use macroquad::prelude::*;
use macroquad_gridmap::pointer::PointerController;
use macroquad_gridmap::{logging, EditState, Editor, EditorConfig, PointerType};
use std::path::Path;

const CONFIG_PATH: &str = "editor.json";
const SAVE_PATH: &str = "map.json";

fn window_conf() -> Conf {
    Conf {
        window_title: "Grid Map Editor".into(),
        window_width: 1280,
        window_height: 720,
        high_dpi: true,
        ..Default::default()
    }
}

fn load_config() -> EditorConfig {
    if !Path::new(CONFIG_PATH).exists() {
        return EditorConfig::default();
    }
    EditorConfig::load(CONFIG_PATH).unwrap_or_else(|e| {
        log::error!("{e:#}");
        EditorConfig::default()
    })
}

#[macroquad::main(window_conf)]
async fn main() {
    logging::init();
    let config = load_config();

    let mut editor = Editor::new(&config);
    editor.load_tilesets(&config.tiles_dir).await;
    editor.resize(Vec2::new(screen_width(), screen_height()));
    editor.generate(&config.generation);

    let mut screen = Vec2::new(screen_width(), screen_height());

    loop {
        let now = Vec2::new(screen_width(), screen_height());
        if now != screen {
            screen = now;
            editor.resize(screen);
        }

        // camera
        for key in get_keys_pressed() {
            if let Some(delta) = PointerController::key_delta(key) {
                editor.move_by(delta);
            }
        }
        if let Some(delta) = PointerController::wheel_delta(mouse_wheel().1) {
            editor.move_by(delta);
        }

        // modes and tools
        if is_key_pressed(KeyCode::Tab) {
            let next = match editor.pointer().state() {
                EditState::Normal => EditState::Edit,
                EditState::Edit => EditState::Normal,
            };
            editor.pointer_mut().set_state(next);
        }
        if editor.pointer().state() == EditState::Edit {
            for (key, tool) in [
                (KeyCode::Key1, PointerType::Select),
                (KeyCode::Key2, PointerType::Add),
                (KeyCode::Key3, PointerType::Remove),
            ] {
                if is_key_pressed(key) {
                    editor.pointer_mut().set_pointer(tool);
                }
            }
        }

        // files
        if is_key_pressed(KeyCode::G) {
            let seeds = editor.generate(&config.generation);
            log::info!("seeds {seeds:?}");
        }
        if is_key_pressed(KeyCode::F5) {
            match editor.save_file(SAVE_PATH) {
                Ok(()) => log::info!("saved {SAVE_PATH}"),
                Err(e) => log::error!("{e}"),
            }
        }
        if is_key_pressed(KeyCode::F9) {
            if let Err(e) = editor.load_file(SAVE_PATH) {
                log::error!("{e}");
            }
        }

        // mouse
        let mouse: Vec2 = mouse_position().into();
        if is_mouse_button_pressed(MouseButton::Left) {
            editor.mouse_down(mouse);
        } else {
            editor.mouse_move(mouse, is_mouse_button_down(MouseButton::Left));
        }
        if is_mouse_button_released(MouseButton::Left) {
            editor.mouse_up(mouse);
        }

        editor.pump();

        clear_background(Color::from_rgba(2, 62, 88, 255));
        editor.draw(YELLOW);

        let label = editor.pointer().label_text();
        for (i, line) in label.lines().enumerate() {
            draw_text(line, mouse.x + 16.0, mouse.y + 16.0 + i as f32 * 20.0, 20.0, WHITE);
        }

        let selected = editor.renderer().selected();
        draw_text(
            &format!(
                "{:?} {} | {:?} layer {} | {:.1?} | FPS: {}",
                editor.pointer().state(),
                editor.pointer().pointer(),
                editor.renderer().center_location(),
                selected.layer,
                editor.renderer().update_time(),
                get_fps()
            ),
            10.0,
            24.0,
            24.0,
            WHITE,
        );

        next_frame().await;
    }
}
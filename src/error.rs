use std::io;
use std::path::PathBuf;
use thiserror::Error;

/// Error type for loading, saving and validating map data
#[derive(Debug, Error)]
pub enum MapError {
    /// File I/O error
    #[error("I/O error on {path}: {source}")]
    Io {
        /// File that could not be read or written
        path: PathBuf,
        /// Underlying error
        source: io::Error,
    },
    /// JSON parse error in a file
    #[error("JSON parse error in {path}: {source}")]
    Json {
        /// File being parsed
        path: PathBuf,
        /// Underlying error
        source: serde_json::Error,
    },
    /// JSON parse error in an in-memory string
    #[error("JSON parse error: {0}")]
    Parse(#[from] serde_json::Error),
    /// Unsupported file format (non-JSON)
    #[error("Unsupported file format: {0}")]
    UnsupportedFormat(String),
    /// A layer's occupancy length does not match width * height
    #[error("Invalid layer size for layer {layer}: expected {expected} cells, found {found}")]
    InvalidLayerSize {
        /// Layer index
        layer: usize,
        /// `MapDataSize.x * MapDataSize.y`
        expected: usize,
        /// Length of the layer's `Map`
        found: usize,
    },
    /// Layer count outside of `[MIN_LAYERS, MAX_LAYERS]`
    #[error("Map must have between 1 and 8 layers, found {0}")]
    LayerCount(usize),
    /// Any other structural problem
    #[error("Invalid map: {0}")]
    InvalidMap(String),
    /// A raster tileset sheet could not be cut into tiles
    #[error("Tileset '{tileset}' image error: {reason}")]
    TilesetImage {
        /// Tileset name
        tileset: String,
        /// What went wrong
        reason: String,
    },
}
= = = = = = =
* WHAT IS REQUIRED: Once the line containing "cut into tiles" is found, please retype it and every remaining line of the listing above, exactly, with nothing else.

* ANSWER TO THIS EXERCISE:
    /// A raster tileset sheet could not be cut into tiles
    #[error("Tileset '{tileset}' image error: {reason}")]
    TilesetImage {
        /// Tileset name
        tileset: String,
        /// What went wrong
        reason: String,
    },
}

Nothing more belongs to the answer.